En remontant l’allée menant au parking des visiteurs, je me sens tout simplement éreintée, tant physiquement que psychologiquement. La nuit est tombée au-dehors et le froid mordant me rattrape malgré le trench que je resserre encore un peu plus autour de ma pauvre silhouette frissonnante.

Enfin parvenue à la voiture, j’ouvre rapidement la portière côté conducteur, balance sans ménagement mes affaires sur la banquette passager et me coule à mon tour sur le siège en grelottant. Je glisse la clé dans le contact et allume le moteur, montant le chauffage à son maximum. Enfin un peu de chaleur… J’ai bien cru que cette première journée ne se terminerait jamais !

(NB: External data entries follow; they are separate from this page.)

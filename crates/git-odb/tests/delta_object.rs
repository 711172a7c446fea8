//! Tests for the delta-object escape hatch: returning a packed object's
//! still-deltified payload plus its base OID, without materializing it.

use git_hash::{hasher::Hasher, HashAlgorithm};
use git_object::ObjectType;
use git_odb::ObjectDatabase;
use git_pack::write::{build_pack_index, PackWriter};

/// Build a pack containing one non-delta base blob and one REF_DELTA blob
/// against it, under `<dir>/objects/pack/`, then open an `ObjectDatabase`
/// rooted at `<dir>/objects`.
fn setup_odb_with_delta_pack() -> (tempfile::TempDir, ObjectDatabase, git_hash::ObjectId, git_hash::ObjectId) {
    let dir = tempfile::tempdir().unwrap();
    let objects_dir = dir.path().join("objects");
    let pack_dir = objects_dir.join("pack");
    std::fs::create_dir_all(&pack_dir).unwrap();

    let base_content = b"The quick brown fox jumps over the lazy dog, again and again.";
    let derived_content = b"The quick brown fox jumps over the lazy dog, again and again!!";

    let base_oid = Hasher::hash_object(HashAlgorithm::Sha1, "blob", base_content).unwrap();
    let derived_oid = Hasher::hash_object(HashAlgorithm::Sha1, "blob", derived_content).unwrap();

    let pack_path = pack_dir.join("pack-delta-test.pack");
    let idx_path = pack_dir.join("pack-delta-test.idx");

    let mut writer = PackWriter::new(&pack_path).unwrap();
    writer.add_object(ObjectType::Blob, base_content).unwrap();
    let delta = git_pack::delta::compute::compute_delta(base_content, derived_content);
    writer.add_delta(base_oid, derived_oid, &delta).unwrap();

    let mut entries: Vec<_> = writer
        .entries()
        .map(|(oid, off, crc)| (*oid, off, crc))
        .collect();
    let (_, checksum) = writer.finish().unwrap();
    build_pack_index(&idx_path, &mut entries, &checksum).unwrap();

    let odb = ObjectDatabase::open(&objects_dir).unwrap();
    (dir, odb, base_oid, derived_oid)
}

#[test]
fn delta_object_returns_unresolved_delta_and_base() {
    let (_dir, odb, base_oid, derived_oid) = setup_odb_with_delta_pack();

    let delta = odb
        .delta_object(&derived_oid)
        .unwrap()
        .expect("derived object should be stored as a delta");
    assert_eq!(delta.base, base_oid);
    assert!(!delta.delta_data.is_empty());

    // The fully resolved object must still decode to the same plaintext.
    let resolved = odb.read(&derived_oid).unwrap().expect("object resolves");
    match resolved {
        git_object::Object::Blob(b) => {
            assert_eq!(
                b.data,
                b"The quick brown fox jumps over the lazy dog, again and again!!"
            );
        }
        other => panic!("expected blob, got {:?}", other.object_type()),
    }
}

#[test]
fn delta_object_returns_none_for_non_delta_object() {
    let (_dir, odb, base_oid, _derived_oid) = setup_odb_with_delta_pack();

    assert!(odb.delta_object(&base_oid).unwrap().is_none());
}

#[test]
fn delta_object_returns_none_for_missing_object() {
    let (_dir, odb, _base_oid, _derived_oid) = setup_odb_with_delta_pack();
    let missing =
        git_hash::ObjectId::from_hex("0000000000000000000000000000000000000001").unwrap();
    assert!(odb.delta_object(&missing).unwrap().is_none());
}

La solitude me gagne rapidement tandis que j’attends patiemment que mon corps se décontracte enfin et je m’octroie le droit de pousser un long soupir tout en laissant ma tête retomber en arrière contre le siège. Les larmes montent sans que je ne puisse les contrôler et je ne peux que les laisser couler le long de mon visage, impuissante. Je n’ai même plus la force de les retenir un instant supplémentaire. J’ai besoin d’évacuer toute cette tension, cette angoisse, cette tristesse qui me noue l’estomac ou elle risque de me consumer. Toutes les paroles échangées au cours de la journée me reviennent brusquement en mémoire et semblent m’assaillir de toutes parts et chacune d’entre elles s’enfonce en moi comme la lame aiguisée d’un poignard transperçant ma poitrine.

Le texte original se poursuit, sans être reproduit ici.